In future posts I’ll talk more about the specifics of the restoration planning process but first a brief overview of restoration ecology.
The Promise of Restoration
Restoration has great appeal to many people in part because it is an optimistic, forward-looking, and versatile discipline. Restorations can be undertaken for many reasons. For example, the restoration process can be used with great success to enlarge existing preserves, create buffer zones, provide habitat links, revitalize damaged remnants, provide ecosystems services, serve as sites for research and education, and reconnect people to nature as well as to one another. (Howell, et.al 2011 page 395.)

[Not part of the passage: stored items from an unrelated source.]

use anyhow::{Context, Result, anyhow};
use catalog::{Catalog, Course, CourseId, Teacher};
use clap::{Parser, Subcommand};
use colored::Colorize;
use listing::predicates::{
    course_predicates, teacher_predicates, FREE_ONLY, MIN_RATING, PRICE_RANGE,
};
use listing::{FilterEngine, FilterSession, FilterValue, ListingConfig, Paginator, Selection};
use media::{classify, embed_url, MediaReference, MediaSlot};
use std::path::PathBuf;
use std::time::Instant;

/// lms-browse - browse an LMS course catalog from the terminal
#[derive(Parser)]
#[command(name = "lms-browse")]
#[command(about = "Filter, page through and inspect an LMS course catalog", long_about = None)]
struct Cli {
    /// Directory containing courses.json and teachers.json
    #[arg(short, long, default_value = "data/catalog")]
    data_dir: PathBuf,

    /// Listing configuration (JSON: items_per_page, max_visible_pages, initial_page)
    #[arg(short, long)]
    config: Option<PathBuf>,

    #[command(subcommand)]
    command: Commands,
}

#[derive(Subcommand)]
enum Commands {
    /// List courses with filters and pagination
    Courses {
        /// Case-insensitive text search (title, description, instructor, tags)
        #[arg(long)]
        search: Option<String>,

        /// Category name, or "All Categories"
        #[arg(long)]
        category: Option<String>,

        /// Beginner, Intermediate, Advanced, or "All Levels"
        #[arg(long)]
        level: Option<String>,

        /// Keep courses with any of these tags (repeatable)
        #[arg(long = "tag")]
        tags: Vec<String>,

        #[arg(long)]
        min_rating: Option<f64>,

        #[arg(long)]
        max_price: Option<f64>,

        /// Only free courses
        #[arg(long)]
        free: bool,

        /// Page number, starting at 1 (defaults to the configured initial page)
        #[arg(long)]
        page: Option<usize>,

        /// Override items_per_page from the config
        #[arg(long)]
        per_page: Option<usize>,

        /// Print the page as JSON
        #[arg(long)]
        json: bool,
    },

    /// List teachers with filters and pagination
    Teachers {
        #[arg(long)]
        search: Option<String>,

        /// Subject taught
        #[arg(long)]
        subject: Option<String>,

        #[arg(long)]
        min_rating: Option<f64>,

        /// Page number, starting at 1 (defaults to the configured initial page)
        #[arg(long)]
        page: Option<usize>,
    },

    /// Classify a media URL (no catalog needed)
    Media {
        /// URL to classify; omit to classify an empty reference
        url: Option<String>,

        /// Treat the resolved media as having failed to load
        #[arg(long)]
        failed: bool,
    },

    /// Show a course's lessons and how their media resolves
    Lessons {
        course_id: CourseId,
    },

    /// Show categories with statistics
    Categories,
}

fn main() -> Result<()> {
    tracing_subscriber::fmt()
        .with_env_filter(
            tracing_subscriber::EnvFilter::try_from_default_env()
                .unwrap_or_else(|_| tracing_subscriber::EnvFilter::new("info")),
        )
        .init();

    let cli = Cli::parse();

    let config = match &cli.config {
        Some(path) => ListingConfig::load(path)
            .with_context(|| format!("Failed to load listing config {}", path.display()))?,
        None => ListingConfig::default(),
    };

    // Media classification doesn't need the catalog
    if let Commands::Media { url, failed } = &cli.command {
        return handle_media(url.as_deref(), *failed);
    }

    let start = Instant::now();
    let catalog = Catalog::load_from_dir(&cli.data_dir)
        .with_context(|| format!("Failed to load catalog from {}", cli.data_dir.display()))?;
    tracing::debug!("Catalog loaded in {:?}", start.elapsed());

    match cli.command {
        Commands::Courses {
            search,
            category,
            level,
            tags,
            min_rating,
            max_price,
            free,
            page,
            per_page,
            json,
        } => {
            let mut session = FilterSession::new();
            if let Some(term) = search {
                session.set_search_term(term);
            }
            if let Some(category) = category {
                session.set_category(Selection::parse(&category));
            }
            if let Some(level) = level {
                session.set_level(Selection::parse(&level));
            }
            session.set_tags(tags);
            session.set_custom_filter(MIN_RATING, min_rating.map(FilterValue::Number));
            session.set_custom_filter(PRICE_RANGE, max_price.map(FilterValue::Number));
            session.set_custom_filter(FREE_ONLY, free.then_some(FilterValue::Flag(true)));

            let config = ListingConfig {
                items_per_page: per_page.unwrap_or(config.items_per_page),
                ..config
            };
            handle_courses(&catalog, &session, &config, page, json)?
        }
        Commands::Teachers {
            search,
            subject,
            min_rating,
            page,
        } => {
            let mut session = FilterSession::new();
            if let Some(term) = search {
                session.set_search_term(term);
            }
            if let Some(subject) = subject {
                session.set_category(Selection::parse(&subject));
            }
            session.set_custom_filter(MIN_RATING, min_rating.map(FilterValue::Number));
            handle_teachers(&catalog, &session, &config, page)?
        }
        Commands::Lessons { course_id } => handle_lessons(&catalog, course_id)?,
        Commands::Categories => handle_categories(&catalog),
        Commands::Media { .. } => unreachable!("handled before loading the catalog"),
    }

    Ok(())
}

/// Build a paginator for `total_items`, moving to the 1-based `page` if given
fn paginate(config: &ListingConfig, total_items: usize, page: Option<usize>) -> Result<Paginator> {
    config.validate()?;
    let mut pager = config.paginator(total_items)?;
    if let Some(page) = page {
        pager.go_to_page(page.saturating_sub(1));
    }
    Ok(pager)
}

/// Handle the 'courses' command
fn handle_courses(
    catalog: &Catalog,
    session: &FilterSession,
    config: &ListingConfig,
    page: Option<usize>,
    json: bool,
) -> Result<()> {
    let engine = FilterEngine::new(course_predicates());
    let view = engine.view(catalog.courses(), session.state());
    let pager = paginate(config, view.result_count(), page)?;
    let courses = pager.page_items(view.items());

    if json {
        let out = serde_json::json!({
            "courses": courses,
            "page": pager.page_info(),
            "result_count": view.result_count(),
            "total_count": view.total_count(),
        });
        println!("{}", serde_json::to_string_pretty(&out)?);
        return Ok(());
    }

    println!(
        "{}",
        format!(
            "Courses: {} of {} match",
            view.result_count(),
            view.total_count()
        )
        .bold()
        .blue()
    );
    if session.has_active_filters() {
        println!("{}", "(filters active)".dimmed());
    }

    for course in courses {
        print_course(course);
    }
    print_pager(&pager, config.max_visible_pages);
    Ok(())
}

/// Handle the 'teachers' command
fn handle_teachers(
    catalog: &Catalog,
    session: &FilterSession,
    config: &ListingConfig,
    page: Option<usize>,
) -> Result<()> {
    let engine = FilterEngine::new(teacher_predicates());
    let view = engine.view(catalog.teachers(), session.state());
    let pager = paginate(config, view.result_count(), page)?;

    println!(
        "{}",
        format!(
            "Teachers: {} of {} match",
            view.result_count(),
            view.total_count()
        )
        .bold()
        .blue()
    );
    for teacher in pager.page_items(view.items()) {
        print_teacher(teacher);
    }
    print_pager(&pager, config.max_visible_pages);
    Ok(())
}

/// Handle the 'media' command
fn handle_media(url: Option<&str>, failed: bool) -> Result<()> {
    let mut slot = MediaSlot::new(url);
    let resolved = slot.reference().clone();
    if failed {
        slot.report_load_failure();
    }

    println!("{}", describe_media(slot.reference()));
    if let MediaReference::VideoThumbnail { video_id, .. } = &resolved {
        println!("  {} {}", "embed:".dimmed(), embed_url(video_id));
    }
    if failed && !resolved.is_placeholder() {
        println!("  {} {}", "was:".dimmed(), describe_media(&resolved));
    }
    Ok(())
}

/// Handle the 'lessons' command
fn handle_lessons(catalog: &Catalog, course_id: CourseId) -> Result<()> {
    let course = catalog
        .get_course(course_id)
        .ok_or_else(|| anyhow!("Course {} not found", course_id))?;

    println!("{}", course.title.bold().blue());
    if course.lessons.is_empty() {
        println!("  {}", "No lessons yet".dimmed());
        return Ok(());
    }
    for (i, lesson) in course.lessons.iter().enumerate() {
        println!(
            "{}. {} ({} min)",
            (i + 1).to_string().green(),
            lesson.title,
            lesson.duration_minutes
        );
        let reference = classify(lesson.video_url.as_deref());
        println!("   {}", describe_media(&reference));
        if let Some(id) = reference.video_id() {
            println!("   {} {}", "embed:".dimmed(), embed_url(id));
        }
    }
    println!(
        "{} {} min total",
        "•".cyan(),
        course.total_duration_minutes()
    );
    Ok(())
}

/// Handle the 'categories' command
fn handle_categories(catalog: &Catalog) {
    println!("{}", "Categories:".bold().blue());
    for (name, stats) in catalog.category_stats() {
        println!(
            "{} {}: {} courses, avg rating {:.2}, {} enrolled, {} free",
            "•".green(),
            name,
            stats.course_count,
            stats.avg_rating,
            stats.total_enrolled,
            stats.free_courses
        );
    }
}

fn describe_media(reference: &MediaReference) -> String {
    match reference {
        MediaReference::Image { url } => format!("{} {}", "image".green(), url),
        MediaReference::VideoThumbnail { url, video_id } => {
            format!("{} {} ({})", "video".yellow(), url, video_id)
        }
        MediaReference::Placeholder => "placeholder".dimmed().to_string(),
    }
}

fn print_course(course: &Course) {
    let price = if course.is_free() {
        "free".green().to_string()
    } else {
        format!("${:.2}", course.price)
    };
    println!(
        "{} {} [{} / {}] {} - rating {:.1}, {} students",
        format!("#{}", course.id).cyan(),
        course.title.bold(),
        course.category,
        course.level,
        price,
        course.rating,
        course.enrolled_students
    );
    println!("   by {}", course.instructor);
    if !course.tags.is_empty() {
        println!("   tags: {}", course.tags.join(", "));
    }
    let thumbnail = classify(course.thumbnail.as_deref());
    println!("   thumbnail: {}", describe_media(&thumbnail));
}

fn print_teacher(teacher: &Teacher) {
    println!(
        "{} {} - {} - rating {:.1}, {} courses",
        format!("#{}", teacher.id).cyan(),
        teacher.name.bold(),
        teacher.subjects.join(", "),
        teacher.rating,
        teacher.course_count
    );
    if !teacher.bio.is_empty() {
        println!("   {}", teacher.bio);
    }
}

fn print_pager(pager: &Paginator, max_visible: usize) {
    if pager.total_pages() == 0 {
        println!("{}", "No results".dimmed());
        return;
    }

    let pages: Vec<String> = pager
        .visible_page_numbers(max_visible)
        .into_iter()
        .map(|p| {
            if p == pager.current_page() {
                format!("[{}]", p + 1).bold().to_string()
            } else {
                (p + 1).to_string()
            }
        })
        .collect();

    let prev = if pager.can_go_previous() { "«" } else { " " };
    let next = if pager.can_go_next() { "»" } else { " " };
    println!(
        "{} {} {}   page {} of {} (items {}-{})",
        prev,
        pages.join(" "),
        next,
        pager.current_page() + 1,
        pager.total_pages(),
        pager.start_index() + 1,
        pager.end_index()
    );
}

But as anyone who has tried it knows, restoration is not easy. Despite good intentions, achieving one’s goals cannot be taken for granted. There are many constraints and challenges that make it difficult to achieve a project’s desired outcomes.
“ . . . these challenges include a lack of documentation and experimentation, a scarcity of information about natural systems, that natural systems are dynamic and always changing, the use of restoration as an excuse for destroying remnants, and that there is no single formula for success, meaning that each situation requires a unique solution.” In addition to these constraints there is the challenge of working with people. (Howell, et all, 2011).
Working With People and Citizen Involvement
Restoration ecology is more than working with plants and animals; it’s more than removing pest plants (invasive species) and trying to replace them with native plants–it is a social/cultural/ecological discipline, which means that while scientific knowledge is necessary to achieve restoration goals, ecological expertise alone is not sufficient for long-term success. Restoration ecology is really about working with people as much as it is working with the technical aspects of the project.
Therefore, a key theme of the restoration process is this importance of working with people. This is true throughout the restoration process. The ability to work with people becomes a primary component of any restoration and management plan, a much-needed skill on the restoration team, and a key to the future of restoration.
Because of the importance of working with people, planners and managers should involve citizens early and often in any effort to develop a watershed restoration or management plan. Citizens should be involved at the beginning when information is first being gathered; in the middle when alternatives are being discussed; and at the end when the final plan is being considered for adoption.
Restoration ecologists have learned that working with people is both one of restoration’s primary challenges and one of its top benefits. Restoration ecologists know that project stakeholders and restoration team members often have conflicting desires. However, as restoration managers discover conflicting desires can be turned into a strength.
Restoration ecologists know that involved citizens provide inspiration, muscle power, and insightful ideas about how to make a project better. They know that citizen involvement in restoration projects is a key to providing resources and support for long-term projects into the future.
Howell, E.A., J.A. Harrington, and S.B.Glass. 2011. Introduction to Restoration Ecology. Island Press, Washington, D.C.